Task to carry out
The answer should contain all of the data, retyped without any alteration.

Exercise data
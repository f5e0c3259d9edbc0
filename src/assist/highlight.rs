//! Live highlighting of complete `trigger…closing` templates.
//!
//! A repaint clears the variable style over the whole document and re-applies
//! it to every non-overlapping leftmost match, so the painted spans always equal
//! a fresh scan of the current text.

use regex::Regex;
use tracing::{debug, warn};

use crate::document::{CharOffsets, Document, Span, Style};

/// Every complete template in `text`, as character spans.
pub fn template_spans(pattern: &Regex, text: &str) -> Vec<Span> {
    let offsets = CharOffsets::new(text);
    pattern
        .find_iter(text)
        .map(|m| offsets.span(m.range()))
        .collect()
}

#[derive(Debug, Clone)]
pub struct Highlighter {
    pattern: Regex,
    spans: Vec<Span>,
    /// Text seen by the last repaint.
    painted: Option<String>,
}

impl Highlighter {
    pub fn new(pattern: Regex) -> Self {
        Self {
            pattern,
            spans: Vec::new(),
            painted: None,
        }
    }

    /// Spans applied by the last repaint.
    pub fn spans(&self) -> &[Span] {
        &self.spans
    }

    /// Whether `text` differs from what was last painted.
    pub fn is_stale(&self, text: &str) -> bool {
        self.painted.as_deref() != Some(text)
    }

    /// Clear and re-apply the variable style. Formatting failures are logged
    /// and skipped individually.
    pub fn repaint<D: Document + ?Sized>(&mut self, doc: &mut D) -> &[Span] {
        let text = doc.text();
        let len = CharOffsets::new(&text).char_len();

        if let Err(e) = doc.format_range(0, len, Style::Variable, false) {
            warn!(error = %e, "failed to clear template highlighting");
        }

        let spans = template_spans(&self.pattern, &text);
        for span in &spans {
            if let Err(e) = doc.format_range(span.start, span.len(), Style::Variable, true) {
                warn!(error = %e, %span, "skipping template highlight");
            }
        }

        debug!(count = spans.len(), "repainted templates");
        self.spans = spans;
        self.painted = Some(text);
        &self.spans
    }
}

Exercise result
repository f5e0c3259d9edbc0
filename src/assist/highlight.rs
//! Live highlighting of complete `trigger…closing` templates.
//!
//! A repaint clears the variable style over the whole document and re-applies
//! it to every non-overlapping leftmost match, so the painted spans always equal
//! a fresh scan of the current text.

use regex::Regex;
use tracing::{debug, warn};

use crate::document::{CharOffsets, Document, Span, Style};

/// Every complete template in `text`, as character spans.
pub fn template_spans(pattern: &Regex, text: &str) -> Vec<Span> {
    let offsets = CharOffsets::new(text);
    pattern
        .find_iter(text)
        .map(|m| offsets.span(m.range()))
        .collect()
}

#[derive(Debug, Clone)]
pub struct Highlighter {
    pattern: Regex,
    spans: Vec<Span>,
    /// Text seen by the last repaint.
    painted: Option<String>,
}

impl Highlighter {
    pub fn new(pattern: Regex) -> Self {
        Self {
            pattern,
            spans: Vec::new(),
            painted: None,
        }
    }

    /// Spans applied by the last repaint.
    pub fn spans(&self) -> &[Span] {
        &self.spans
    }

    /// Whether `text` differs from what was last painted.
    pub fn is_stale(&self, text: &str) -> bool {
        self.painted.as_deref() != Some(text)
    }

    /// Clear and re-apply the variable style. Formatting failures are logged
    /// and skipped individually.
    pub fn repaint<D: Document + ?Sized>(&mut self, doc: &mut D) -> &[Span] {
        let text = doc.text();
        let len = CharOffsets::new(&text).char_len();

        if let Err(e) = doc.format_range(0, len, Style::Variable, false) {
            warn!(error = %e, "failed to clear template highlighting");
        }

        let spans = template_spans(&self.pattern, &text);
        for span in &spans {
            if let Err(e) = doc.format_range(span.start, span.len(), Style::Variable, true) {
                warn!(error = %e, %span, "skipping template highlight");
            }
        }

        debug!(count = spans.len(), "repainted templates");
        self.spans = spans;
        self.painted = Some(text);
        &self.spans
    }
}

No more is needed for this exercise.